**YOUR GOAL:** Beginning with the line below that contains "compressed) block data." and ending with the line that contains "b.resize(align_up(b.len()), 0);", copy every line exactly. Copy nothing else.
====
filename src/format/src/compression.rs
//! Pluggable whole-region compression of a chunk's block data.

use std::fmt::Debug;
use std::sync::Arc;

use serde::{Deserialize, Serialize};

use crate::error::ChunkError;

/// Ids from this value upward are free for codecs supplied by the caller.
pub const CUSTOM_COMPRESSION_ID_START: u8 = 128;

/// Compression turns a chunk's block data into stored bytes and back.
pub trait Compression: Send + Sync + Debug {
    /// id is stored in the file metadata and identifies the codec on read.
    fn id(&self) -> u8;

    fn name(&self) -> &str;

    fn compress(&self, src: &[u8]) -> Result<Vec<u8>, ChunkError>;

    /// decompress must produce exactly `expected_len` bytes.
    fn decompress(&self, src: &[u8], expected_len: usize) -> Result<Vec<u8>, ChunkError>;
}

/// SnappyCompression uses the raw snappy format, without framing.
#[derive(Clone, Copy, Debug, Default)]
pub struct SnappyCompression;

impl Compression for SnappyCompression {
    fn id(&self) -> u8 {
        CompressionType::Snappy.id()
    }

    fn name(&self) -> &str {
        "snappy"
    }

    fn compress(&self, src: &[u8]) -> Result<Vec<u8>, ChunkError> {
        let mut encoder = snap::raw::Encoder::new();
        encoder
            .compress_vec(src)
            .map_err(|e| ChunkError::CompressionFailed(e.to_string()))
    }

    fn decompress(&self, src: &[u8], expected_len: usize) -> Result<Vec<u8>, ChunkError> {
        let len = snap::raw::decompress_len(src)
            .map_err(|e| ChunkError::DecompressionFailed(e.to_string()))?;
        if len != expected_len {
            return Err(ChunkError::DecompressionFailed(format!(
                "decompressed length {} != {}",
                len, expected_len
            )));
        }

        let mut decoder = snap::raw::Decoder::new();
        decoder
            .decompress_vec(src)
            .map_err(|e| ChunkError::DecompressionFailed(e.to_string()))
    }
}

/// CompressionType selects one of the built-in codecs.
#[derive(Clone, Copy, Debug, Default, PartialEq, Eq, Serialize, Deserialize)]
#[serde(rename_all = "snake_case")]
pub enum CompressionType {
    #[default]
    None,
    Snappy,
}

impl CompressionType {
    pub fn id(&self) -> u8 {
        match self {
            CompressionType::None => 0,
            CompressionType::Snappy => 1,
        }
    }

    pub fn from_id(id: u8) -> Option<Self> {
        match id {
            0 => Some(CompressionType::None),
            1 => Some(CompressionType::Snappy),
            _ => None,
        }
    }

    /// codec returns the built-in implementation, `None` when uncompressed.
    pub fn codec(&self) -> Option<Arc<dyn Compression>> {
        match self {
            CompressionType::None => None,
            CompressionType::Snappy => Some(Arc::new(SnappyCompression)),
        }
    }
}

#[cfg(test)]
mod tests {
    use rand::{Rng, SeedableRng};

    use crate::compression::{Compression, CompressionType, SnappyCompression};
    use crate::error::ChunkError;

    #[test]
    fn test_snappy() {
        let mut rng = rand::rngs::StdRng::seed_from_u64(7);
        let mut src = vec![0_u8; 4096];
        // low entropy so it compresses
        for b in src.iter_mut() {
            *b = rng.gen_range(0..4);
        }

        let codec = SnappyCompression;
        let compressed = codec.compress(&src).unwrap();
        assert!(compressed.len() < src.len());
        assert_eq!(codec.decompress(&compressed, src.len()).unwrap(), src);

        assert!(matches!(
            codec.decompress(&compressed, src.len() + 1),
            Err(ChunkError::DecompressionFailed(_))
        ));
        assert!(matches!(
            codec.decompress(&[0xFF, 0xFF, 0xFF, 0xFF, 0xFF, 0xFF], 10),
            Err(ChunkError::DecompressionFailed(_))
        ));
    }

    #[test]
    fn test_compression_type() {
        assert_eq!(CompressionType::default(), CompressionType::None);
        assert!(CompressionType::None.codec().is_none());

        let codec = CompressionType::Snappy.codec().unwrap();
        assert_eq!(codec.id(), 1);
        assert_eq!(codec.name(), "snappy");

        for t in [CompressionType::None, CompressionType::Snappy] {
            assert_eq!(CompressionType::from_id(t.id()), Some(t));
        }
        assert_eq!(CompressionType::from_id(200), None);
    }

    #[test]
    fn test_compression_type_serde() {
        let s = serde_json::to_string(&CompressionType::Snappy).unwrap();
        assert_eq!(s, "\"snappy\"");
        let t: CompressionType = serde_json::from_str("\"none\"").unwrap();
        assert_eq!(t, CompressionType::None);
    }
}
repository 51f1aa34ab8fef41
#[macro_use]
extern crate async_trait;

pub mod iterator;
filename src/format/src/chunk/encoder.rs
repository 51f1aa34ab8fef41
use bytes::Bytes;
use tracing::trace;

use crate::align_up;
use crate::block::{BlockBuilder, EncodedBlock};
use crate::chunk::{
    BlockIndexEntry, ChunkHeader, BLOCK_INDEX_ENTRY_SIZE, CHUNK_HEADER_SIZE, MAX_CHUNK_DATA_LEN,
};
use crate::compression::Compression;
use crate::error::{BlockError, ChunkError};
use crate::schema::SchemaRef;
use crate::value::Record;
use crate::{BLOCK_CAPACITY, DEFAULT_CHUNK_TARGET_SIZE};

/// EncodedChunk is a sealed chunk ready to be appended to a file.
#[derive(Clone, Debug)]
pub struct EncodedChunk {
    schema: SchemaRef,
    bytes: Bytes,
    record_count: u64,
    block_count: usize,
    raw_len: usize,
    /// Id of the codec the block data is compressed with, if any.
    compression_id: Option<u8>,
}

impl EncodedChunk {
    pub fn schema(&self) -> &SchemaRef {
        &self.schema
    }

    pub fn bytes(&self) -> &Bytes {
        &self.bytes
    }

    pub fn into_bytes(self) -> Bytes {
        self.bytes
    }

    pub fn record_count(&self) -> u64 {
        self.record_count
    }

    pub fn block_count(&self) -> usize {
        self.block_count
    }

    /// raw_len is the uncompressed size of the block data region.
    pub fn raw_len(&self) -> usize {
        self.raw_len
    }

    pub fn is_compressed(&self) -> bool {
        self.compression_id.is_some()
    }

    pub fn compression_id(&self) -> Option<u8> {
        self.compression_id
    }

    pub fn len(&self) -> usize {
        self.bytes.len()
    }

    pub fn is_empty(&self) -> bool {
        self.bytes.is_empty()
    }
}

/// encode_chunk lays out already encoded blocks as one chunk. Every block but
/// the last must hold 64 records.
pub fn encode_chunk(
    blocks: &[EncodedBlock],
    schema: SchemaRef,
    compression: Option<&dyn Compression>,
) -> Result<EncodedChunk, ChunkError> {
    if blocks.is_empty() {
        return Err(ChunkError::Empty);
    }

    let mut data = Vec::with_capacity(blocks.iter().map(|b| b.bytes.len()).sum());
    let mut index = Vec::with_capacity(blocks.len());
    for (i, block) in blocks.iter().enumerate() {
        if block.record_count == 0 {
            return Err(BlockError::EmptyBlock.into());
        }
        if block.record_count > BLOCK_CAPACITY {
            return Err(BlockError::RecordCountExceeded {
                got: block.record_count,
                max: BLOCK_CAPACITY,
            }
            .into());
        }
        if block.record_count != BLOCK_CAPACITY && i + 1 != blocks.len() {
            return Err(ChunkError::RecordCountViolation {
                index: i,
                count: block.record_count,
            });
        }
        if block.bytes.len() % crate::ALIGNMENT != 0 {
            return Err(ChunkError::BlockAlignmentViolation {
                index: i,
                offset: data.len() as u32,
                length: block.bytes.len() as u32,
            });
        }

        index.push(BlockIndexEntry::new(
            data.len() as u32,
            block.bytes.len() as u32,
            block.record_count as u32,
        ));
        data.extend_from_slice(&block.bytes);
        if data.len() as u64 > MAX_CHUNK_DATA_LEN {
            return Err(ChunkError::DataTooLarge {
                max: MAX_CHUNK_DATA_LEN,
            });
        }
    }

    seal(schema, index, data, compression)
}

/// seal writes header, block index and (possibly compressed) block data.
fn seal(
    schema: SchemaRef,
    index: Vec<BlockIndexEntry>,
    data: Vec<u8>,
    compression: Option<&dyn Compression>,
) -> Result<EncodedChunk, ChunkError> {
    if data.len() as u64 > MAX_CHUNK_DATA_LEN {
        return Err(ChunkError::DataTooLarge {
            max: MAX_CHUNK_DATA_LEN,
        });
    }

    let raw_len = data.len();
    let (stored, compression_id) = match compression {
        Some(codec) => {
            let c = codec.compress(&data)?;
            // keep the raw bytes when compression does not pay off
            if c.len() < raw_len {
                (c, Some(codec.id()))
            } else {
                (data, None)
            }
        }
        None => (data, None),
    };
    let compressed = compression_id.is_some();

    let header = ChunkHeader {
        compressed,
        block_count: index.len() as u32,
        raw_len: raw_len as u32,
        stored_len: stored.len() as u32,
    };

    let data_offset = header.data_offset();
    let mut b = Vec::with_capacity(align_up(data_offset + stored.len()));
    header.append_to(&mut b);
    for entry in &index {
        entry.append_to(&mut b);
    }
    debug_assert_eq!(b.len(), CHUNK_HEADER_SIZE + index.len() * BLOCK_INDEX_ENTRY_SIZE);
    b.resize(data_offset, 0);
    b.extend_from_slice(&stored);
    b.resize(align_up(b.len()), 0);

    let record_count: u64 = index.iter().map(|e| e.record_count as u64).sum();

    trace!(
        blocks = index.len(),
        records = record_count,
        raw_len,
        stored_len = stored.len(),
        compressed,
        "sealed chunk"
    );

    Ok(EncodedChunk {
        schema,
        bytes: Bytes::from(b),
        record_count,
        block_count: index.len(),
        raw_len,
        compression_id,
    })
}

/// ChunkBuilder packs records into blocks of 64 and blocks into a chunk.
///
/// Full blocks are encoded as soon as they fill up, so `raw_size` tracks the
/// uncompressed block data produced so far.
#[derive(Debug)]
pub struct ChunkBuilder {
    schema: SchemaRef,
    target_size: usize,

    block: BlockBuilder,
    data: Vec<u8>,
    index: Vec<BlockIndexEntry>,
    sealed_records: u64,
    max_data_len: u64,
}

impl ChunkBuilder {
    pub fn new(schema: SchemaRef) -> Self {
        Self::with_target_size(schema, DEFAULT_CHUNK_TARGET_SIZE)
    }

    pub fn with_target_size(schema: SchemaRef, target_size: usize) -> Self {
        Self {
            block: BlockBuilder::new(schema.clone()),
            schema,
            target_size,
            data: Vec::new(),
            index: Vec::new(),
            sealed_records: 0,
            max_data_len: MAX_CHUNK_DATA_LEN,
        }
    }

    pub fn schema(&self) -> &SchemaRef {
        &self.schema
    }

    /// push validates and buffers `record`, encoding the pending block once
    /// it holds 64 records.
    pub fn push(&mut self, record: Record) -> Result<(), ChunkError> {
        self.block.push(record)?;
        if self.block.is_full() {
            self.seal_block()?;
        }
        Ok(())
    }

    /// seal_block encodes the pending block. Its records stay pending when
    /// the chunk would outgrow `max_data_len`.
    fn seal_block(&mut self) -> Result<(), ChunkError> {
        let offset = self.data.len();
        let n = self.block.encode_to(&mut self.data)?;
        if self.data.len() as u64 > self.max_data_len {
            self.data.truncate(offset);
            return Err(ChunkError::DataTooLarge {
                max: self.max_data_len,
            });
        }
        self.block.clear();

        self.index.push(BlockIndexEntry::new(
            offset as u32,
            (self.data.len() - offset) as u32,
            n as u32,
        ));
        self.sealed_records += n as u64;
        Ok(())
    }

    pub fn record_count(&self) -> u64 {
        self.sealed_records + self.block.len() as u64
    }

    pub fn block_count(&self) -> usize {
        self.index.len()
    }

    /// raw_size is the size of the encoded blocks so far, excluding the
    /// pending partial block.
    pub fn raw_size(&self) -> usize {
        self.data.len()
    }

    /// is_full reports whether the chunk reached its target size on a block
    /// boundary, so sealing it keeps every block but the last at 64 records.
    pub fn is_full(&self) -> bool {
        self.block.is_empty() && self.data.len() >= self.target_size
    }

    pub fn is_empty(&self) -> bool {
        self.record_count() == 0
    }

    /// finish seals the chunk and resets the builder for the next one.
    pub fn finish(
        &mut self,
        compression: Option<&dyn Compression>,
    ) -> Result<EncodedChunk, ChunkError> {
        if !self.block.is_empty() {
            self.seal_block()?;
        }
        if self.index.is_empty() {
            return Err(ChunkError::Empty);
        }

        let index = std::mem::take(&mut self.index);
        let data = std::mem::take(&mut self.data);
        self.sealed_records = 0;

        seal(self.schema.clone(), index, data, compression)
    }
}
====
**COMPLETED TASK:**
/// seal writes header, block index and (possibly compressed) block data.
fn seal(
    schema: SchemaRef,
    index: Vec<BlockIndexEntry>,
    data: Vec<u8>,
    compression: Option<&dyn Compression>,
) -> Result<EncodedChunk, ChunkError> {
    if data.len() as u64 > MAX_CHUNK_DATA_LEN {
        return Err(ChunkError::DataTooLarge {
            max: MAX_CHUNK_DATA_LEN,
        });
    }

    let raw_len = data.len();
    let (stored, compression_id) = match compression {
        Some(codec) => {
            let c = codec.compress(&data)?;
            // keep the raw bytes when compression does not pay off
            if c.len() < raw_len {
                (c, Some(codec.id()))
            } else {
                (data, None)
            }
        }
        None => (data, None),
    };
    let compressed = compression_id.is_some();

    let header = ChunkHeader {
        compressed,
        block_count: index.len() as u32,
        raw_len: raw_len as u32,
        stored_len: stored.len() as u32,
    };

    let data_offset = header.data_offset();
    let mut b = Vec::with_capacity(align_up(data_offset + stored.len()));
    header.append_to(&mut b);
    for entry in &index {
        entry.append_to(&mut b);
    }
    debug_assert_eq!(b.len(), CHUNK_HEADER_SIZE + index.len() * BLOCK_INDEX_ENTRY_SIZE);
    b.resize(data_offset, 0);
    b.extend_from_slice(&stored);
    b.resize(align_up(b.len()), 0);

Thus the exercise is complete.